• RECORD EXCERPTS:
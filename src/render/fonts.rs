//! Standard Type1 fonts
//!
//! The catalog only uses the base-14 Helvetica family, so no font program is
//! embedded. Glyph widths come from the Adobe AFM files and drive line
//! wrapping and right/center alignment.

/// Fonts available to the layout engine
#[derive(Debug, Clone, Copy, PartialEq, Eq, Hash, PartialOrd, Ord)]
pub enum Font {
    Helvetica,
    HelveticaBold,
    HelveticaOblique,
}

impl Font {
    pub const ALL: [Font; 3] = [Font::Helvetica, Font::HelveticaBold, Font::HelveticaOblique];

    /// PostScript name used as `/BaseFont`
    pub fn base_name(self) -> &'static str {
        match self {
            Font::Helvetica => "Helvetica",
            Font::HelveticaBold => "Helvetica-Bold",
            Font::HelveticaOblique => "Helvetica-Oblique",
        }
    }

    /// Resource name inside each page's `/Font` dictionary
    pub fn resource_name(self) -> &'static str {
        match self {
            Font::Helvetica => "F1",
            Font::HelveticaBold => "F2",
            Font::HelveticaOblique => "F3",
        }
    }

    fn ascii_widths(self) -> &'static [u16; 95] {
        match self {
            Font::Helvetica | Font::HelveticaOblique => &HELVETICA_WIDTHS,
            Font::HelveticaBold => &HELVETICA_BOLD_WIDTHS,
        }
    }

    /// Advance width of one character in 1/1000 em
    pub fn char_width(self, c: char) -> u16 {
        match c {
            ' '..='~' => self.ascii_widths()[c as usize - 32],
            '\u{2022}' => 350,
            '\u{2014}' => 1000,
            '\u{2026}' => 1000,
            '\u{2018}' | '\u{2019}' | '\u{201A}' => 222,
            '\u{201C}' | '\u{201D}' | '\u{201E}' => 333,
            '\u{00A0}' => 278,
            _ => 556,
        }
    }

    /// Width of `text` in points at `size`
    pub fn text_width(self, text: &str, size: f32) -> f32 {
        let units: u32 = text.chars().map(|c| u32::from(self.char_width(c))).sum();
        units as f32 * size / 1000.0
    }
}

/// Helvetica / Helvetica-Oblique widths for ' '..='~'
const HELVETICA_WIDTHS: [u16; 95] = [
    278, 278, 355, 556, 556, 889, 667, 191, 333, 333, 389, 584, 278, 333, 278, 278, // ' '..'/'
    556, 556, 556, 556, 556, 556, 556, 556, 556, 556, // '0'..'9'
    278, 278, 584, 584, 584, 556, 1015, // ':'..'@'
    667, 667, 722, 722, 667, 611, 778, 722, 278, 500, 667, 556, 833, // 'A'..'M'
    722, 778, 667, 778, 722, 667, 611, 722, 667, 944, 667, 667, 611, // 'N'..'Z'
    278, 278, 278, 469, 556, 333, // '['..'`'
    556, 556, 500, 556, 556, 278, 556, 556, 222, 222, 500, 222, 833, // 'a'..'m'
    556, 556, 556, 556, 333, 500, 278, 556, 500, 722, 500, 500, 500, // 'n'..'z'
    334, 260, 334, 584, // '{'..'~'
];

/// Helvetica-Bold widths for ' '..='~'
const HELVETICA_BOLD_WIDTHS: [u16; 95] = [
    278, 333, 474, 556, 556, 889, 722, 238, 333, 333, 389, 584, 278, 333, 278, 278, // ' '..'/'
    556, 556, 556, 556, 556, 556, 556, 556, 556, 556, // '0'..'9'
    333, 333, 584, 584, 584, 611, 975, // ':'..'@'
    722, 722, 722, 722, 667, 611, 778, 722, 278, 556, 722, 611, 833, // 'A'..'M'
    722, 778, 667, 778, 722, 667, 611, 722, 667, 944, 667, 667, 611, // 'N'..'Z'
    333, 278, 333, 584, 556, 333, // '['..'`'
    556, 611, 556, 611, 556, 333, 611, 611, 278, 278, 556, 278, 889, // 'a'..'m'
    611, 611, 611, 611, 389, 556, 333, 611, 556, 778, 556, 556, 500, // 'n'..'z'
    389, 280, 389, 584, // '{'..'~'
];

/// Encode text as WinAnsiEncoding bytes; unmappable characters become `?`
pub fn encode_win_ansi(text: &str) -> Vec<u8> {
    text.chars().map(win_ansi_byte).collect()
}

fn win_ansi_byte(c: char) -> u8 {
    match c {
        '\t' => b' ',
        ' '..='~' => c as u8,
        '\u{00A0}'..='\u{00FF}' => c as u32 as u8,
        '\u{20AC}' => 0x80,
        '\u{201A}' => 0x82,
        '\u{0192}' => 0x83,
        '\u{201E}' => 0x84,
        '\u{2026}' => 0x85,
        '\u{2020}' => 0x86,
        '\u{2021}' => 0x87,
        '\u{02C6}' => 0x88,
        '\u{2030}' => 0x89,
        '\u{0160}' => 0x8A,
        '\u{2039}' => 0x8B,
        '\u{0152}' => 0x8C,
        '\u{017D}' => 0x8E,
        '\u{2018}' => 0x91,
        '\u{2019}' => 0x92,
        '\u{201C}' => 0x93,
        '\u{201D}' => 0x94,
        '\u{2022}' => 0x95,
        '\u{2013}' => 0x96,
        '\u{2014}' => 0x97,
        '\u{02DC}' => 0x98,
        '\u{2122}' => 0x99,
        '\u{0161}' => 0x9A,
        '\u{203A}' => 0x9B,
        '\u{0153}' => 0x9C,
        '\u{017E}' => 0x9E,
        '\u{0178}' => 0x9F,
        _ => b'?',
    }
}

/// Greedy word wrap of a single logical line
///
/// Words wider than `max_width` are broken between characters.
fn wrap_line(text: &str, font: Font, size: f32, max_width: f32) -> Vec<String> {
    let space = font.text_width(" ", size);
    let mut lines = Vec::new();
    let mut current = String::new();
    let mut current_width = 0.0;

    for word in text.split_whitespace() {
        let word_width = font.text_width(word, size);

        if word_width > max_width {
            if !current.is_empty() {
                lines.push(std::mem::take(&mut current));
                current_width = 0.0;
            }
            for c in word.chars() {
                let w = font.text_width(c.encode_utf8(&mut [0; 4]), size);
                if current_width + w > max_width && !current.is_empty() {
                    lines.push(std::mem::take(&mut current));
                    current_width = 0.0;
                }
                current.push(c);
                current_width += w;
            }
            continue;
        }

        if current.is_empty() {
            current.push_str(word);
            current_width = word_width;
        } else if current_width + space + word_width <= max_width {
            current.push(' ');
            current.push_str(word);
            current_width += space + word_width;
        } else {
            lines.push(std::mem::replace(&mut current, word.to_string()));
            current_width = word_width;
        }
    }

    if !current.is_empty() || lines.is_empty() {
        lines.push(current);
    }
    lines
}

/// Wrap text that may contain explicit line breaks
pub fn wrap_text(text: &str, font: Font, size: f32, max_width: f32) -> Vec<String> {
    text.split('\n')
        .flat_map(|line| wrap_line(line, font, size, max_width))
        .collect()
}
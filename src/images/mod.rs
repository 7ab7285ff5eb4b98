//! Image resolution
//!
//! Turns the `path` of an image reference (local path, `file://` URL or
//! HTTP(S) URL) into image bytes ready for embedding. Resolution failures
//! are never fatal to a document: the builder renders a placeholder line
//! instead.

mod decode;
mod fetcher;
mod paths;
mod resolver;

use std::path::PathBuf;

use thiserror::Error;

pub use decode::decode_for_embedding;
pub use fetcher::{HttpFetcher, ImageFetcher};
pub use paths::{classify, expand_path, local_candidates, normalize_path, ImageLocation};
pub use resolver::ImageResolver;

/// Placeholder text for references with no existing local candidate
pub const NOT_FOUND_PLACEHOLDER: &str = "Image not found at the provided path.";
/// Placeholder text for fetch, read and decode failures
pub const UNRENDERABLE_PLACEHOLDER: &str = "Image could not be rendered.";

/// Why an image reference could not be turned into an embeddable image
#[derive(Debug, Error)]
pub enum ImageError {
    #[error("Image not found. Tried: {tried:?}")]
    NotFound { tried: Vec<PathBuf> },

    #[error("Failed to fetch {url}: {reason}")]
    Fetch { url: String, reason: String },

    #[error("Fetching {url} timed out after {secs}s")]
    Timeout { url: String, secs: u64 },

    #[error("{url} returned HTTP {status}")]
    Status { url: String, status: u16 },

    #[error("Failed to read {path}: {source}")]
    Read {
        path: PathBuf,
        #[source]
        source: std::io::Error,
    },

    #[error("Failed to decode image: {0}")]
    Decode(String),
}

impl ImageError {
    /// Text rendered in the document in place of the image
    pub fn placeholder(&self) -> &'static str {
        match self {
            ImageError::NotFound { .. } => NOT_FOUND_PLACEHOLDER,
            _ => UNRENDERABLE_PLACEHOLDER,
        }
    }
}
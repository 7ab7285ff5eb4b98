//! PDF serialization
//!
//! Builds the object graph (catalog, page tree, fonts, image XObjects,
//! content streams) with `lopdf` and writes it out. Object numbering follows
//! insertion order, which keeps output byte-stable for identical input.

use lopdf::content::Content;
use lopdf::{dictionary, Dictionary, Document, Object, Stream};

use super::canvas::PageCanvas;
use super::fonts::{encode_win_ansi, Font};
use super::{EmbeddedImage, PageGeometry, RenderError};

/// Values written to the document information dictionary
#[derive(Debug, Clone)]
pub(super) struct DocumentInfo {
    pub title: String,
    pub producer: String,
}

pub(super) fn write_pdf(
    geometry: &PageGeometry,
    info: &DocumentInfo,
    pages: Vec<PageCanvas<'_>>,
) -> Result<Vec<u8>, RenderError> {
    let mut doc = Document::with_version("1.4");
    let pages_id = doc.new_object_id();

    let mut fonts = Dictionary::new();
    for font in Font::ALL {
        let font_id = doc.add_object(dictionary! {
            "Type" => "Font",
            "Subtype" => "Type1",
            "BaseFont" => font.base_name(),
            "Encoding" => "WinAnsiEncoding",
        });
        fonts.set(font.resource_name(), font_id);
    }

    let media_box: Vec<Object> = vec![
        0.0f32.into(),
        0.0f32.into(),
        geometry.width.into(),
        geometry.height.into(),
    ];

    let mut kids: Vec<Object> = Vec::with_capacity(pages.len());
    for page in pages {
        let (operations, images) = page.into_parts();

        let mut resources = dictionary! {
            "Font" => fonts.clone(),
        };
        if !images.is_empty() {
            let mut xobjects = Dictionary::new();
            for (name, image) in images {
                let image_id = doc.add_object(image_xobject(image));
                xobjects.set(name, image_id);
            }
            resources.set("XObject", xobjects);
        }

        let content = Content { operations }
            .encode()
            .map_err(|e| RenderError::Content(e.to_string()))?;
        let content_id = doc.add_object(Stream::new(Dictionary::new(), content));

        let page_id = doc.add_object(dictionary! {
            "Type" => "Page",
            "Parent" => pages_id,
            "MediaBox" => media_box.clone(),
            "Contents" => content_id,
            "Resources" => resources,
        });
        kids.push(page_id.into());
    }

    let page_count = kids.len() as i64;
    doc.objects.insert(
        pages_id,
        Object::Dictionary(dictionary! {
            "Type" => "Pages",
            "Kids" => kids,
            "Count" => page_count,
        }),
    );

    let catalog_id = doc.add_object(dictionary! {
        "Type" => "Catalog",
        "Pages" => pages_id,
    });
    let info_id = doc.add_object(dictionary! {
        "Title" => Object::string_literal(encode_win_ansi(&info.title)),
        "Producer" => Object::string_literal(encode_win_ansi(&info.producer)),
    });
    doc.trailer.set("Root", catalog_id);
    doc.trailer.set("Info", info_id);

    let mut buffer = Vec::new();
    doc.save_to(&mut buffer)
        .map_err(|e| RenderError::Serialize(e.to_string()))?;
    Ok(buffer)
}

fn image_xobject(image: &EmbeddedImage) -> Stream {
    let dict = dictionary! {
        "Type" => "XObject",
        "Subtype" => "Image",
        "Width" => i64::from(image.width),
        "Height" => i64::from(image.height),
        "ColorSpace" => "DeviceRGB",
        "BitsPerComponent" => 8i64,
        "Filter" => "DCTDecode",
    };
    Stream::new(dict, image.jpeg.clone())
}
//! Image resolver
//!
//! Resolution order for a reference:
//! 1. strip surrounding quotes and whitespace
//! 2. `file://` URLs become plain paths
//! 3. HTTP(S) URLs go through the [`ImageFetcher`]
//! 4. anything else is tried against the local candidates from
//!    [`local_candidates`], first existing path wins
//!
//! The loaded bytes are then decoded on a blocking thread.

use std::path::PathBuf;
use std::sync::Arc;
use std::time::Duration;

use futures::future::join_all;

use super::decode::decode_for_embedding;
use super::fetcher::{HttpFetcher, ImageFetcher};
use super::paths::{classify, local_candidates, ImageLocation};
use super::ImageError;
use crate::catalog::ImageRef;
use crate::render::EmbeddedImage;

/// Resolves image references to embeddable images
#[derive(Clone)]
pub struct ImageResolver {
    fetcher: Arc<dyn ImageFetcher>,
    asset_dir: PathBuf,
}

impl ImageResolver {
    pub fn new(fetcher: Arc<dyn ImageFetcher>, asset_dir: impl Into<PathBuf>) -> Self {
        Self {
            fetcher,
            asset_dir: asset_dir.into(),
        }
    }

    /// Resolver backed by a real HTTP client
    pub fn with_http(
        asset_dir: impl Into<PathBuf>,
        timeout: Duration,
        max_bytes: usize,
    ) -> Result<Self, ImageError> {
        Ok(Self::new(Arc::new(HttpFetcher::new(timeout, max_bytes)?), asset_dir))
    }

    /// Resolve one reference
    pub async fn resolve(&self, raw: &str) -> Result<EmbeddedImage, ImageError> {
        let bytes = match classify(raw) {
            ImageLocation::Remote(url) => self.fetcher.fetch(&url).await?,
            ImageLocation::Local(path) => self.read_local(&path).await?,
        };

        tokio::task::spawn_blocking(move || decode_for_embedding(&bytes))
            .await
            .map_err(|e| ImageError::Decode(format!("decoder task failed: {}", e)))?
    }

    /// Resolve every reference concurrently, keeping input order
    ///
    /// Failures are logged and returned in place; they never abort the batch.
    pub async fn resolve_all(&self, images: &[ImageRef]) -> Vec<Result<EmbeddedImage, ImageError>> {
        join_all(images.iter().map(|image| async move {
            let result = self.resolve(&image.path).await;
            match &result {
                Ok(embedded) => tracing::debug!(
                    "Resolved image {} ({}x{} px)",
                    image.path,
                    embedded.width,
                    embedded.height
                ),
                Err(e) => tracing::warn!("Image {} could not be resolved: {}", image.path, e),
            }
            result
        }))
        .await
    }

    async fn read_local(&self, path: &str) -> Result<Vec<u8>, ImageError> {
        let candidates = local_candidates(path, &self.asset_dir);

        for candidate in &candidates {
            if tokio::fs::try_exists(candidate).await.unwrap_or(false) {
                return tokio::fs::read(candidate)
                    .await
                    .map_err(|source| ImageError::Read {
                        path: candidate.clone(),
                        source,
                    });
            }
        }

        Err(ImageError::NotFound { tried: candidates })
    }
}

#[cfg(test)]
mod tests {
    use super::*;
    use async_trait::async_trait;
    use std::path::Path;
    use std::sync::Mutex;
    use tempfile::TempDir;

    /// Records requested URLs and serves a fixed response
    struct StubFetcher {
        response: Result<Vec<u8>, u16>,
        requested: Mutex<Vec<String>>,
    }

    impl StubFetcher {
        fn serving(response: Result<Vec<u8>, u16>) -> Arc<Self> {
            Arc::new(Self {
                response,
                requested: Mutex::new(Vec::new()),
            })
        }
    }

    #[async_trait]
    impl ImageFetcher for StubFetcher {
        async fn fetch(&self, url: &str) -> Result<Vec<u8>, ImageError> {
            self.requested.lock().unwrap().push(url.to_string());
            match &self.response {
                Ok(bytes) => Ok(bytes.clone()),
                Err(status) => Err(ImageError::Status {
                    url: url.to_string(),
                    status: *status,
                }),
            }
        }
    }

    fn write_png(dir: &Path, name: &str) -> PathBuf {
        let path = dir.join(name);
        if let Some(parent) = path.parent() {
            std::fs::create_dir_all(parent).unwrap();
        }
        image::RgbImage::from_pixel(4, 3, image::Rgb([10, 120, 40]))
            .save(&path)
            .unwrap();
        path
    }

    fn png_bytes() -> Vec<u8> {
        let mut buffer = Vec::new();
        image::RgbImage::from_pixel(2, 2, image::Rgb([0, 0, 0]))
            .write_to(&mut std::io::Cursor::new(&mut buffer), image::ImageFormat::Png)
            .unwrap();
        buffer
    }

    #[tokio::test]
    async fn test_relative_path_resolves_against_asset_dir() {
        let temp_dir = TempDir::new().unwrap();
        write_png(temp_dir.path(), "images/coffee1.png");
        let resolver = ImageResolver::new(StubFetcher::serving(Err(500)), temp_dir.path());

        let image = resolver.resolve("images/coffee1.png").await.unwrap();
        assert_eq!((image.width, image.height), (4, 3));
    }

    #[tokio::test]
    async fn test_quoted_absolute_and_file_url_paths() {
        let temp_dir = TempDir::new().unwrap();
        let path = write_png(temp_dir.path(), "tea.png");
        let resolver = ImageResolver::new(StubFetcher::serving(Err(500)), "/nonexistent");

        let quoted = format!("  \"{}\" ", path.display());
        assert!(resolver.resolve(&quoted).await.is_ok());

        #[cfg(unix)]
        {
            let file_url = format!("file://{}", path.display());
            assert!(resolver.resolve(&file_url).await.is_ok());
        }
    }

    #[cfg(unix)]
    #[tokio::test]
    async fn test_backslash_path_falls_back_to_swapped_variant() {
        let temp_dir = TempDir::new().unwrap();
        write_png(temp_dir.path(), "images/spices1.png");
        let resolver = ImageResolver::new(StubFetcher::serving(Err(500)), temp_dir.path());

        assert!(resolver.resolve("images\\spices1.png").await.is_ok());
    }

    #[tokio::test]
    async fn test_missing_local_file_is_not_found() {
        let temp_dir = TempDir::new().unwrap();
        let resolver = ImageResolver::new(StubFetcher::serving(Err(500)), temp_dir.path());

        match resolver.resolve("missing/nothing.jpg").await {
            Err(ImageError::NotFound { tried }) => {
                assert_eq!(tried.len(), 2);
                assert_eq!(tried[1], temp_dir.path().join("missing/nothing.jpg"));
            }
            other => panic!("expected NotFound, got {:?}", other.map(|_| ())),
        }
    }

    #[tokio::test]
    async fn test_existing_file_with_bad_content_is_decode_error() {
        let temp_dir = TempDir::new().unwrap();
        std::fs::write(temp_dir.path().join("broken.jpg"), b"not a jpeg").unwrap();
        let resolver = ImageResolver::new(StubFetcher::serving(Err(500)), temp_dir.path());

        let result = resolver.resolve("broken.jpg").await;
        assert!(matches!(result, Err(ImageError::Decode(_))));
    }

    #[tokio::test]
    async fn test_remote_url_goes_through_fetcher_with_encoded_spaces() {
        let fetcher = StubFetcher::serving(Ok(png_bytes()));
        let resolver = ImageResolver::new(fetcher.clone(), "/nonexistent");

        let image = resolver
            .resolve("https://cdn.example.com/tea leaves.png")
            .await
            .unwrap();
        assert_eq!((image.width, image.height), (2, 2));
        assert_eq!(
            fetcher.requested.lock().unwrap().as_slice(),
            ["https://cdn.example.com/tea%20leaves.png".to_string()]
        );
    }

    #[tokio::test]
    async fn test_remote_failure_status_is_error() {
        let resolver = ImageResolver::new(StubFetcher::serving(Err(404)), "/nonexistent");
        let result = resolver.resolve("http://cdn.example.com/a.png").await;
        assert!(matches!(result, Err(ImageError::Status { status: 404, .. })));
    }

    #[tokio::test]
    async fn test_resolve_all_keeps_order_and_failures() {
        let temp_dir = TempDir::new().unwrap();
        write_png(temp_dir.path(), "a.png");
        let resolver = ImageResolver::new(StubFetcher::serving(Err(503)), temp_dir.path());

        let refs = vec![
            ImageRef::new("missing.png"),
            ImageRef::new("a.png"),
            ImageRef::new("https://cdn.example.com/b.png"),
        ];
        let results = resolver.resolve_all(&refs).await;

        assert_eq!(results.len(), 3);
        assert!(matches!(results[0], Err(ImageError::NotFound { .. })));
        assert!(results[1].is_ok());
        assert!(matches!(results[2], Err(ImageError::Status { status: 503, .. })));
    }
}
//! Company header and footer drawn on every page

use super::types::CompanyInfo;
use crate::render::{Color, Font, PageCanvas, PageGeometry};

/// Fixed caption under the company name
pub const CATALOG_CAPTION: &str = "Product Catalog";

const HEADER_OFFSET: f32 = 30.0;
const CAPTION_OFFSET: f32 = 43.0;
const FOOTER_Y: f32 = 30.0;
const CONTACT_Y: f32 = 18.0;

/// Draw the header and footer for one page
///
/// Without a company nothing is drawn.
pub fn decorate_page(canvas: &mut PageCanvas<'_>, geometry: &PageGeometry, company: Option<&CompanyInfo>) {
    let Some(company) = company else {
        return;
    };

    let left = geometry.frame_left();
    let right = geometry.frame_right();
    let center = geometry.width / 2.0;

    canvas.save_state();

    canvas.draw_string(
        left,
        geometry.height - HEADER_OFFSET,
        Font::Helvetica,
        8.0,
        Color::GREY,
        &company.website,
    );
    canvas.draw_right_string(
        right,
        geometry.height - HEADER_OFFSET,
        Font::HelveticaBold,
        12.0,
        Color::BLACK,
        &company.name.to_uppercase(),
    );
    canvas.draw_right_string(
        right,
        geometry.height - CAPTION_OFFSET,
        Font::Helvetica,
        8.0,
        Color::BLACK,
        CATALOG_CAPTION,
    );

    if let Some(identity) = footer_identity(company) {
        canvas.draw_centred_string(center, FOOTER_Y, Font::Helvetica, 8.0, Color::BLACK, &identity);
    }
    if let Some(contact) = contact_line(company) {
        canvas.draw_centred_string(center, CONTACT_Y, Font::Helvetica, 8.0, Color::BLACK, &contact);
    }

    canvas.restore_state();
}

/// First footer line: name and address, whichever are present
pub fn footer_identity(company: &CompanyInfo) -> Option<String> {
    join_present([company.name.clone(), company.address.clone()], ", ")
}

/// Second footer line: `Tel: …` and `Email: …`
pub fn contact_line(company: &CompanyInfo) -> Option<String> {
    let phone = (!company.phone.is_empty()).then(|| format!("Tel: {}", company.phone));
    let email = (!company.email.is_empty()).then(|| format!("Email: {}", company.email));
    join_present([phone.unwrap_or_default(), email.unwrap_or_default()], " \u{2022} ")
}

fn join_present<const N: usize>(parts: [String; N], separator: &str) -> Option<String> {
    let present: Vec<String> = parts.into_iter().filter(|part| !part.is_empty()).collect();
    (!present.is_empty()).then(|| present.join(separator))
}

#[cfg(test)]
mod tests {
    use super::*;
    use lopdf::Object;

    /// (x, y, text) for every text object drawn on the canvas
    fn drawn_text(canvas: &PageCanvas<'_>) -> Vec<(f32, f32, String)> {
        let mut items = Vec::new();
        let mut position = (0.0, 0.0);
        for op in canvas.operations() {
            match op.operator.as_str() {
                "Td" => {
                    position = (
                        op.operands[0].as_float().unwrap(),
                        op.operands[1].as_float().unwrap(),
                    )
                }
                "Tj" => {
                    if let Object::String(bytes, _) = &op.operands[0] {
                        let text = bytes.iter().map(|&b| b as char).collect();
                        items.push((position.0, position.1, text));
                    }
                }
                _ => {}
            }
        }
        items
    }

    fn texts(canvas: &PageCanvas<'_>) -> Vec<String> {
        drawn_text(canvas).into_iter().map(|(_, _, text)| text).collect()
    }

    fn company(name: &str) -> CompanyInfo {
        CompanyInfo {
            name: name.to_string(),
            ..Default::default()
        }
    }

    #[test]
    fn test_no_company_draws_nothing() {
        let mut canvas = PageCanvas::new();
        decorate_page(&mut canvas, &PageGeometry::catalog_a4(), None);
        assert!(canvas.is_empty());
    }

    #[test]
    fn test_website_only_company() {
        let geometry = PageGeometry::catalog_a4();
        let company = CompanyInfo {
            website: "https://x.com".into(),
            ..company("Acme")
        };
        let mut canvas = PageCanvas::new();
        decorate_page(&mut canvas, &geometry, Some(&company));

        let items = drawn_text(&canvas);
        assert_eq!(
            texts(&canvas),
            vec!["https://x.com", "ACME", CATALOG_CAPTION, "Acme"]
        );

        // website on the left, name right-aligned to the frame edge
        let (website_x, website_y, _) = &items[0];
        assert_eq!(*website_x, geometry.frame_left());
        assert_eq!(*website_y, geometry.height - 30.0);

        let (name_x, _, name) = &items[1];
        let name_width = Font::HelveticaBold.text_width(name, 12.0);
        assert!((name_x + name_width - geometry.frame_right()).abs() < 1e-3);

        // footer holds only the name, no contact line
        let (_, footer_y, _) = &items[3];
        assert_eq!(*footer_y, 30.0);
    }

    #[test]
    fn test_full_company_footer() {
        let company = CompanyInfo {
            name: "Mountain Tea Co".into(),
            website: "https://mountaintea.com".into(),
            address: "456 Tea Garden Road".into(),
            phone: "+91-9876543210".into(),
            email: "sales@mountaintea.com".into(),
        };
        let mut canvas = PageCanvas::new();
        decorate_page(&mut canvas, &PageGeometry::catalog_a4(), Some(&company));

        let texts = texts(&canvas);
        assert_eq!(texts[3], "Mountain Tea Co, 456 Tea Garden Road");
        assert_eq!(texts[4], "Tel: +91-9876543210 \u{95} Email: sales@mountaintea.com");
    }

    #[test]
    fn test_contact_line_segments() {
        let mut info = company("Acme");
        assert_eq!(contact_line(&info), None);

        info.email = "info@acme.test".into();
        assert_eq!(contact_line(&info).as_deref(), Some("Email: info@acme.test"));

        info.phone = "+1-555-0123".into();
        assert_eq!(
            contact_line(&info).as_deref(),
            Some("Tel: +1-555-0123 \u{2022} Email: info@acme.test")
        );
    }

    #[test]
    fn test_footer_identity_omits_missing_parts() {
        assert_eq!(footer_identity(&company("Acme")).as_deref(), Some("Acme"));
        assert_eq!(footer_identity(&company("")), None);

        let with_address = CompanyInfo {
            address: "1 Main St".into(),
            ..company("Acme")
        };
        assert_eq!(footer_identity(&with_address).as_deref(), Some("Acme, 1 Main St"));
    }
}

• WORK TO BE COMPLETED: Please write out the material word for word from its first line through the line holding "the layout engine", including both, and no line past it.

• TASK SOLUTION:
filename src/render/fonts.rs
//! Standard Type1 fonts
//!
//! The catalog only uses the base-14 Helvetica family, so no font program is
//! embedded. Glyph widths come from the Adobe AFM files and drive line
//! wrapping and right/center alignment.

/// Fonts available to the layout engine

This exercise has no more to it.